Intermedial digital Wunderkammer in the 21st Century
Keywords:
Cabinet of curiosities, digital Wunderkammer, intermediality, convergence cultureAbstract
No baroque cabinet of curiosities has survived till out times, perhaps because of an extremely individualistic and personal character of each cabinet collection (contextual qualifying aspect). We can only learn about the phenomenon through intermedial perspective provided by cognitive import transferred and communicated to us by media products that transformed and represented the historical cabinet of curiosities, i.e. catalogues, inventories, engravings, paintings, watercolors, and drawings. However, with the advance of the digital era, the return of the Wunderkammer as a qulified media product can be observed. Not only has the distance between the image/object and the beholder been considerably reduced, but also the contents of a curiosity chamber have become virtual, i.e. they have become digitalised abstract data, much more perosnalised and customised, i.e. “tailored precisely to the individual user, based on social proximity and interactions ranked as more relevant or less so” (Burda 181). Today’s digital cabinets of curiosities, like Google, Facebook or former Twitter (now X) and the technical media of display we carry on us and with us to gain access to these and many more, not only “create endless number of possibilities for the global storage, networking and representation of knowledge” (Burda 182) but also collect and save data concerning different aspects of individuals’ lives in a space which is unlimited and gives endless possibilities of reorganising and accessing the stored items.

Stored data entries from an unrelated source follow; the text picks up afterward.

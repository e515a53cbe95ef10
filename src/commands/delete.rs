//! Trash command handlers: soft delete, restore and purge.
//!
//! None of these treat an unknown id as an error. The returned count says how many rows changed,
//! which is 0 or 1.

use crate::args::IdArgs;
use crate::commands::Out;
use crate::error::{ErrorType, IntoResult};
use crate::{Config, Result};

/// Moves a transaction to the trash. It stays reachable by id and can be restored.
pub async fn delete_transaction(config: Config, args: IdArgs) -> Result<Out<u64>> {
    let id = args.id();
    let changed = config
        .db()
        .soft_delete(id)
        .await
        .pub_result(ErrorType::Database)?;
    Ok(Out::new(outcome(changed, id, format!("Moved transaction {id} to the trash")), changed))
}

/// Takes a transaction out of the trash.
pub async fn restore_transaction(config: Config, args: IdArgs) -> Result<Out<u64>> {
    let id = args.id();
    let changed = config
        .db()
        .restore(id)
        .await
        .pub_result(ErrorType::Database)?;
    Ok(Out::new(outcome(changed, id, format!("Restored transaction {id}")), changed))
}

/// Permanently removes a transaction, whether it is active or in the trash.
pub async fn purge_transaction(config: Config, args: IdArgs) -> Result<Out<u64>> {
    let id = args.id();
    let changed = config
        .db()
        .purge(id)
        .await
        .pub_result(ErrorType::Database)?;
    Ok(Out::new(outcome(changed, id, format!("Permanently deleted transaction {id}")), changed))
}

fn outcome(changed: u64, id: i64, done: String) -> String {
    if changed == 0 {
        format!("Transaction {id} not found")
    } else {
        done
    }
}

#[cfg(test)]
mod tests {
    use super::*;
    use crate::model::{TransactionType, TypeFilter};
    use crate::test::TestEnv;

    #[tokio::test]
    async fn test_delete_then_restore() {
        let env = TestEnv::new().await;
        let coffee = env.insert("Cà phê", 50_000.0, TransactionType::Expense).await;

        let out = delete_transaction(env.config(), IdArgs::new(coffee.id()))
            .await
            .unwrap();
        assert_eq!(out.structure(), Some(&1));
        assert!(out.message().contains("trash"));
        assert!(env
            .db()
            .list_active(None, TypeFilter::All)
            .await
            .unwrap()
            .is_empty());
        assert_eq!(env.db().list_trashed().await.unwrap().len(), 1);

        let out = restore_transaction(env.config(), IdArgs::new(coffee.id()))
            .await
            .unwrap();
        assert_eq!(out.structure(), Some(&1));
        assert_eq!(
            out.message(),
            format!("Restored transaction {}", coffee.id())
        );
        let active = env.db().list_active(None, TypeFilter::All).await.unwrap();
        assert_eq!(active, vec![coffee]);
    }

    #[tokio::test]
    async fn test_purge() {
        let env = TestEnv::new().await;
        let active = env.insert("A", 1.0, TransactionType::Income).await;
        let trashed = env.insert("B", 1.0, TransactionType::Expense).await;
        env.db().soft_delete(trashed.id()).await.unwrap();

        for id in [active.id(), trashed.id()] {
            let out = purge_transaction(env.config(), IdArgs::new(id))
                .await
                .unwrap();
            assert_eq!(out.structure(), Some(&1));
            assert!(env.db().get(id).await.unwrap().is_none());
        }
        assert_eq!(env.db().count_active().await.unwrap(), 0);
        assert_eq!(env.db().count_trashed().await.unwrap(), 0);
    }

    #[tokio::test]
    async fn test_unknown_id_is_a_noop() {
        let env = TestEnv::new().await;
        env.insert("A", 1.0, TransactionType::Income).await;

        let out = delete_transaction(env.config(), IdArgs::new(999))
            .await
            .unwrap();
        assert_eq!(out.structure(), Some(&0));
        assert_eq!(out.message(), "Transaction 999 not found");

        let out = restore_transaction(env.config(), IdArgs::new(999))
            .await
            .unwrap();
        assert_eq!(out.structure(), Some(&0));

        let out = purge_transaction(env.config(), IdArgs::new(999))
            .await
            .unwrap();
        assert_eq!(out.structure(), Some(&0));
        assert_eq!(env.db().count_active().await.unwrap(), 1);
    }
}
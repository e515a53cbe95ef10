//! Types that represent the core data model, such as `Transaction` and `Amount`.
mod amount;
mod transaction;

pub use amount::Amount;
pub use transaction::{NewTransaction, Transaction, TransactionEdit, TransactionType, TypeFilter};
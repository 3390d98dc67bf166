//! История состояний экрана между запусками CLI.
//!
//! Файл хранит по одной query string на строку (с ведущим `?`); последняя строка содержит текущее
//! состояние. Команда `prev` снимает верхнюю запись, как «назад» в браузере.

use std::fs;
use std::io;
use std::path::Path;

use feed_client::History;

pub(crate) fn load_history(path: &Path) -> io::Result<History> {
    if !path.exists() {
        return Ok(History::default());
    }

    let raw = fs::read_to_string(path)?;
    Ok(History::from_lines(&raw))
}

pub(crate) fn save_history(path: &Path, history: &History) -> io::Result<()> {
    fs::write(path, history.to_lines())
}

pub(crate) fn clear_history(path: &Path) -> io::Result<()> {
    match fs::remove_file(path) {
        Ok(()) => Ok(()),
        Err(err) if err.kind() == io::ErrorKind::NotFound => Ok(()),
        Err(err) => Err(err),
    }
}

#[cfg(test)]
mod tests {
    use super::*;
    use feed_client::{Pagination, SearchState, ViewState, navigation};
    use std::time::{SystemTime, UNIX_EPOCH};

    fn temp_path(name: &str) -> std::path::PathBuf {
        let nanos = SystemTime::now()
            .duration_since(UNIX_EPOCH)
            .expect("system clock must be after unix epoch")
            .as_nanos();
        std::env::temp_dir().join(format!("feed_session_{name}_{nanos}"))
    }

    #[test]
    fn missing_file_gives_fresh_history() {
        let history = load_history(&temp_path("missing")).expect("load must succeed");
        assert_eq!(history, History::default());
    }

    #[test]
    fn history_survives_save_and_load() {
        let path = temp_path("roundtrip");
        let mut history = History::default();
        let pagination = Pagination {
            next_cursor: Some("cur-2".to_string()),
            ..Pagination::default()
        };
        let transition =
            navigation::load_more(history.current(), &pagination).expect("has cursor");
        history.apply(&transition);

        save_history(&path, &history).expect("save must succeed");
        let restored = load_history(&path).expect("load must succeed");
        assert_eq!(restored, history);
        assert_eq!(restored.current().article_id_cursor.as_deref(), Some("cur-2"));

        clear_history(&path).expect("clear must succeed");
        assert!(!path.exists());
        clear_history(&path).expect("clearing twice is fine");
    }

    #[test]
    fn trailing_empty_state_survives_reload() {
        let path = temp_path("empty_tail");
        let mut search = SearchState::new();
        let mut history = History::default();
        let (_, submitted) = search
            .submit(history.current(), "a23")
            .expect("valid input");
        history.apply(&submitted);
        history.apply(&search.close(history.current()));

        save_history(&path, &history).expect("save must succeed");
        let restored = load_history(&path).expect("load must succeed");
        assert_eq!(restored, history);
        assert_eq!(restored.current(), &ViewState::default());

        clear_history(&path).expect("clear must succeed");
    }

    #[test]
    fn cleared_search_survives_reload() {
        let path = temp_path("clear_search");
        let mut history = History::default();

        let travel = navigation::time_travel(history.current(), "2024-01-05").expect("valid date");
        history.apply(&travel);

        let mut search = SearchState::new();
        let (_, submitted) = search
            .submit(history.current(), "a23")
            .expect("valid input");
        history.apply(&submitted);
        save_history(&path, &history).expect("save must succeed");

        let mut history = load_history(&path).expect("load must succeed");
        history.apply(&search.close(history.current()));
        save_history(&path, &history).expect("save must succeed");

        let mut restored = load_history(&path).expect("load must succeed");
        assert_eq!(restored, history);
        assert_eq!(restored.len(), 3);
        assert!(!restored.current().has_query());

        let previous = restored.back().expect("search entry").clone();
        assert_eq!(previous.query.as_deref(), Some("a23"));
        assert_eq!(
            previous.date_cursor.as_deref(),
            Some("2024-01-05T00:00:00.000Z")
        );

        clear_history(&path).expect("clear must succeed");
    }
}
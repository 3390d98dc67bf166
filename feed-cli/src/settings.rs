use anyhow::{Context, Result, anyhow};

pub(crate) const DEFAULT_API_URL: &str = "http://localhost:3000";

#[derive(Debug, Clone)]
pub(crate) struct Settings {
    pub(crate) api_url: String,
    pub(crate) log_level: String,
    pub(crate) page_limit: u32,
    pub(crate) search_limit: u32,
    pub(crate) session_file: String,
}

impl Settings {
    pub(crate) fn from_env() -> Result<Self> {
        let api_url = std::env::var("FEED_API_URL").unwrap_or_else(|_| DEFAULT_API_URL.to_string());
        let log_level = std::env::var("LOG_LEVEL")
            .or_else(|_| std::env::var("RUST_LOG"))
            .unwrap_or_else(|_| "warn".to_string());
        let page_limit = parse_u32_env("FEED_PAGE_LIMIT", feed_client::query::ARTICLES_LIMIT)?;
        let search_limit = parse_u32_env("FEED_SEARCH_LIMIT", feed_client::query::SEARCH_LIMIT)?;
        let session_file =
            std::env::var("FEED_SESSION_FILE").unwrap_or_else(|_| ".feed_session".to_string());

        if session_file.trim().is_empty() {
            return Err(anyhow!("FEED_SESSION_FILE must not be empty"));
        }

        Ok(Self {
            api_url,
            log_level,
            page_limit,
            search_limit,
            session_file,
        })
    }
}

fn parse_u32_env(key: &str, default: u32) -> Result<u32> {
    let raw = std::env::var(key).unwrap_or_else(|_| default.to_string());
    parse_positive_u32(key, &raw)
}

fn parse_positive_u32(key: &str, raw: &str) -> Result<u32> {
    let value = raw
        .trim()
        .parse::<u32>()
        .with_context(|| format!("Failed to parse {key}, expecting positive integer"))?;

    if value == 0 {
        return Err(anyhow!("{key} must be > 0"));
    }
    Ok(value)
}

#[cfg(test)]
mod tests {
    use super::*;

    #[test]
    fn parse_positive_u32_accepts_number() {
        let value = parse_positive_u32("FEED_PAGE_LIMIT", " 25 ").expect("valid number");
        assert_eq!(value, 25);
    }

    #[test]
    fn parse_positive_u32_rejects_zero_and_garbage() {
        assert!(parse_positive_u32("FEED_PAGE_LIMIT", "0").is_err());
        assert!(parse_positive_u32("FEED_PAGE_LIMIT", "many").is_err());
    }
}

The paper seeks to explore the changes in the modalities of contemporary
Wunderkammer (as opposed to the baroque cabinet) determined by the shift in contextual and operational qualifying aspects and related to the digital media types. It also attempts to discuss the consequences of these changes for the wider intermedial networks. Henry Jenkins’ convergence culture and black box fallacy might additionally shed new light on the intermedial digital Wunderkammer in addition to Hubert Burda’s deliberations in his seminal study The Digital Wunderkammer: 10 Chapters on the Iconic Turn (2011).